- _Problem requirements_: Can you restate the records below word for word?

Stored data
________
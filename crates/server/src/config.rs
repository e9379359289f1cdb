//! Command line and config file handling.
//!
//! The simulation knobs live in an optional TOML file; a handful of them can
//! also be overridden on the command line, which wins over the file.

use std::path::{Path, PathBuf};

use anyhow::Context;
use clap::Parser;

use matchday_engine::SimulationConfig;

#[derive(Parser, Debug, Clone)]
#[command(name = "matchday-server", about = "Concurrent football fixture simulator")]
pub struct Args {
    /// SQLite database holding fixtures, events and teams.
    #[arg(long, default_value = "matchday.db")]
    pub db: PathBuf,

    /// TOML file with simulation settings.
    #[arg(long)]
    pub config: Option<PathBuf>,

    /// Port for the live dashboard.
    #[arg(long, default_value_t = 8000)]
    pub dashboard_port: u16,

    /// Run without the dashboard.
    #[arg(long)]
    pub no_dashboard: bool,

    /// Fixtures per cycle (overrides the config file).
    #[arg(long)]
    pub batch_size: Option<usize>,

    /// Seconds to wait before every discovery pass (overrides the config file).
    #[arg(long)]
    pub startup_delay_secs: Option<u64>,

    /// Seed for reproducible runs (overrides the config file).
    #[arg(long)]
    pub seed: Option<u64>,
}

impl Args {
    /// Resolve the effective simulation settings: defaults, then the config
    /// file, then command line overrides.
    pub fn simulation_config(&self) -> anyhow::Result<SimulationConfig> {
        let mut config = match &self.config {
            Some(path) => load_file(path)?,
            None => SimulationConfig::default(),
        };
        if let Some(batch_size) = self.batch_size {
            config.batch_size = batch_size;
        }
        if let Some(delay) = self.startup_delay_secs {
            config.startup_delay_secs = delay;
        }
        if let Some(seed) = self.seed {
            config.seed = Some(seed);
        }
        config.validate()?;
        Ok(config)
    }
}

pub fn load_file(path: &Path) -> anyhow::Result<SimulationConfig> {
    let text = std::fs::read_to_string(path)
        .with_context(|| format!("reading config file {}", path.display()))?;
    parse(&text).with_context(|| format!("parsing config file {}", path.display()))
}

pub fn parse(text: &str) -> anyhow::Result<SimulationConfig> {
    Ok(toml::from_str(text)?)
}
________
- _Solution_:
filename crates/server/src/config.rs
repository e9379359289f1cdb
//! Command line and config file handling.
//!
//! The simulation knobs live in an optional TOML file; a handful of them can
//! also be overridden on the command line, which wins over the file.

use std::path::{Path, PathBuf};

use anyhow::Context;
use clap::Parser;

use matchday_engine::SimulationConfig;

#[derive(Parser, Debug, Clone)]
#[command(name = "matchday-server", about = "Concurrent football fixture simulator")]
pub struct Args {
    /// SQLite database holding fixtures, events and teams.
    #[arg(long, default_value = "matchday.db")]
    pub db: PathBuf,

    /// TOML file with simulation settings.
    #[arg(long)]
    pub config: Option<PathBuf>,

    /// Port for the live dashboard.
    #[arg(long, default_value_t = 8000)]
    pub dashboard_port: u16,

    /// Run without the dashboard.
    #[arg(long)]
    pub no_dashboard: bool,

    /// Fixtures per cycle (overrides the config file).
    #[arg(long)]
    pub batch_size: Option<usize>,

    /// Seconds to wait before every discovery pass (overrides the config file).
    #[arg(long)]
    pub startup_delay_secs: Option<u64>,

    /// Seed for reproducible runs (overrides the config file).
    #[arg(long)]
    pub seed: Option<u64>,
}

impl Args {
    /// Resolve the effective simulation settings: defaults, then the config
    /// file, then command line overrides.
    pub fn simulation_config(&self) -> anyhow::Result<SimulationConfig> {
        let mut config = match &self.config {
            Some(path) => load_file(path)?,
            None => SimulationConfig::default(),
        };
        if let Some(batch_size) = self.batch_size {
            config.batch_size = batch_size;
        }
        if let Some(delay) = self.startup_delay_secs {
            config.startup_delay_secs = delay;
        }
        if let Some(seed) = self.seed {
            config.seed = Some(seed);
        }
        config.validate()?;
        Ok(config)
    }
}

pub fn load_file(path: &Path) -> anyhow::Result<SimulationConfig> {
    let text = std::fs::read_to_string(path)
        .with_context(|| format!("reading config file {}", path.display()))?;
    parse(&text).with_context(|| format!("parsing config file {}", path.display()))
}

pub fn parse(text: &str) -> anyhow::Result<SimulationConfig> {
    Ok(toml::from_str(text)?)
}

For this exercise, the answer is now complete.